● **Required work**: Write the data out again, word for word.

● **Record set**:

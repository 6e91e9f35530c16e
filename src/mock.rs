//! Expectation-driven stand-in for a PostgreSQL connection.
//!
//! Expectations are registered up front and consumed strictly in order. Each call
//! checks the next pending expectation: SQL is matched with a regular expression and
//! arguments (when given) must be equal. A call that does not match fails with
//! `BenchError::MockError` and leaves the expectation pending.
//!
//! ```rust,ignore
//! let db = MockDatabase::new();
//! db.expect(ExpectExec::new("INSERT.*").with_args(vec![RowValue::Int(1)]).will_return_result(1));
//! assert_eq!(db.execute("INSERT INTO t VALUES ($1)", &[RowValue::Int(1)]).await?, 1);
//! db.expectations_were_met()?;
//! ```

use std::collections::{HashMap, VecDeque};
use std::fmt;
use std::sync::atomic::{AtomicBool, Ordering};
use std::sync::{Arc, Mutex, MutexGuard};

use async_trait::async_trait;
use futures_util::StreamExt;
use futures_util::stream;
use regex::Regex;

use crate::database::{Batch, CopyRows, Database, DbRowStream, Transaction};
use crate::error::BenchError;
use crate::types::{DbRow, RowValue};

/// Expected `execute`, inside or outside a transaction or batch.
#[derive(Debug, Clone)]
pub struct ExpectExec {
    pattern: Regex,
    args: Option<Vec<RowValue>>,
    outcome: Result<u64, String>,
    times: usize,
}

impl ExpectExec {
    /// # Panics
    /// Panics if `pattern` is not a valid regular expression.
    #[must_use]
    pub fn new(pattern: &str) -> Self {
        Self {
            pattern: compile(pattern),
            args: None,
            outcome: Ok(0),
            times: 1,
        }
    }

    #[must_use]
    pub fn with_args(mut self, args: Vec<RowValue>) -> Self {
        self.args = Some(args);
        self
    }

    #[must_use]
    pub fn will_return_result(mut self, rows_affected: u64) -> Self {
        self.outcome = Ok(rows_affected);
        self
    }

    #[must_use]
    pub fn will_return_error(mut self, message: impl Into<String>) -> Self {
        self.outcome = Err(message.into());
        self
    }

    /// Expect the same call `times` times in a row.
    #[must_use]
    pub fn times(mut self, times: usize) -> Self {
        self.times = times.max(1);
        self
    }

    fn check(&self, sql: &str, params: &[RowValue]) -> Result<(), String> {
        check_call(&self.pattern, self.args.as_deref(), sql, params)
    }
}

● **Solved problem**:
repository 6e91e9f35530c16e
filename src/mock.rs
//! Expectation-driven stand-in for a PostgreSQL connection.
//!
//! Expectations are registered up front and consumed strictly in order. Each call
//! checks the next pending expectation: SQL is matched with a regular expression and
//! arguments (when given) must be equal. A call that does not match fails with
//! `BenchError::MockError` and leaves the expectation pending.
//!
//! ```rust,ignore
//! let db = MockDatabase::new();
//! db.expect(ExpectExec::new("INSERT.*").with_args(vec![RowValue::Int(1)]).will_return_result(1));
//! assert_eq!(db.execute("INSERT INTO t VALUES ($1)", &[RowValue::Int(1)]).await?, 1);
//! db.expectations_were_met()?;
//! ```

use std::collections::{HashMap, VecDeque};
use std::fmt;
use std::sync::atomic::{AtomicBool, Ordering};
use std::sync::{Arc, Mutex, MutexGuard};

use async_trait::async_trait;
use futures_util::StreamExt;
use futures_util::stream;
use regex::Regex;

use crate::database::{Batch, CopyRows, Database, DbRowStream, Transaction};
use crate::error::BenchError;
use crate::types::{DbRow, RowValue};

/// Expected `execute`, inside or outside a transaction or batch.
#[derive(Debug, Clone)]
pub struct ExpectExec {
    pattern: Regex,
    args: Option<Vec<RowValue>>,
    outcome: Result<u64, String>,
    times: usize,
}

impl ExpectExec {
    /// # Panics
    /// Panics if `pattern` is not a valid regular expression.
    #[must_use]
    pub fn new(pattern: &str) -> Self {
        Self {
            pattern: compile(pattern),
            args: None,
            outcome: Ok(0),
            times: 1,
        }
    }

    #[must_use]
    pub fn with_args(mut self, args: Vec<RowValue>) -> Self {
        self.args = Some(args);
        self
    }

    #[must_use]
    pub fn will_return_result(mut self, rows_affected: u64) -> Self {
        self.outcome = Ok(rows_affected);
        self
    }

    #[must_use]
    pub fn will_return_error(mut self, message: impl Into<String>) -> Self {
        self.outcome = Err(message.into());
        self
    }

    /// Expect the same call `times` times in a row.
    #[must_use]
    pub fn times(mut self, times: usize) -> Self {
        self.times = times.max(1);
        self
    }

    fn check(&self, sql: &str, params: &[RowValue]) -> Result<(), String> {
        check_call(&self.pattern, self.args.as_deref(), sql, params)
    }
}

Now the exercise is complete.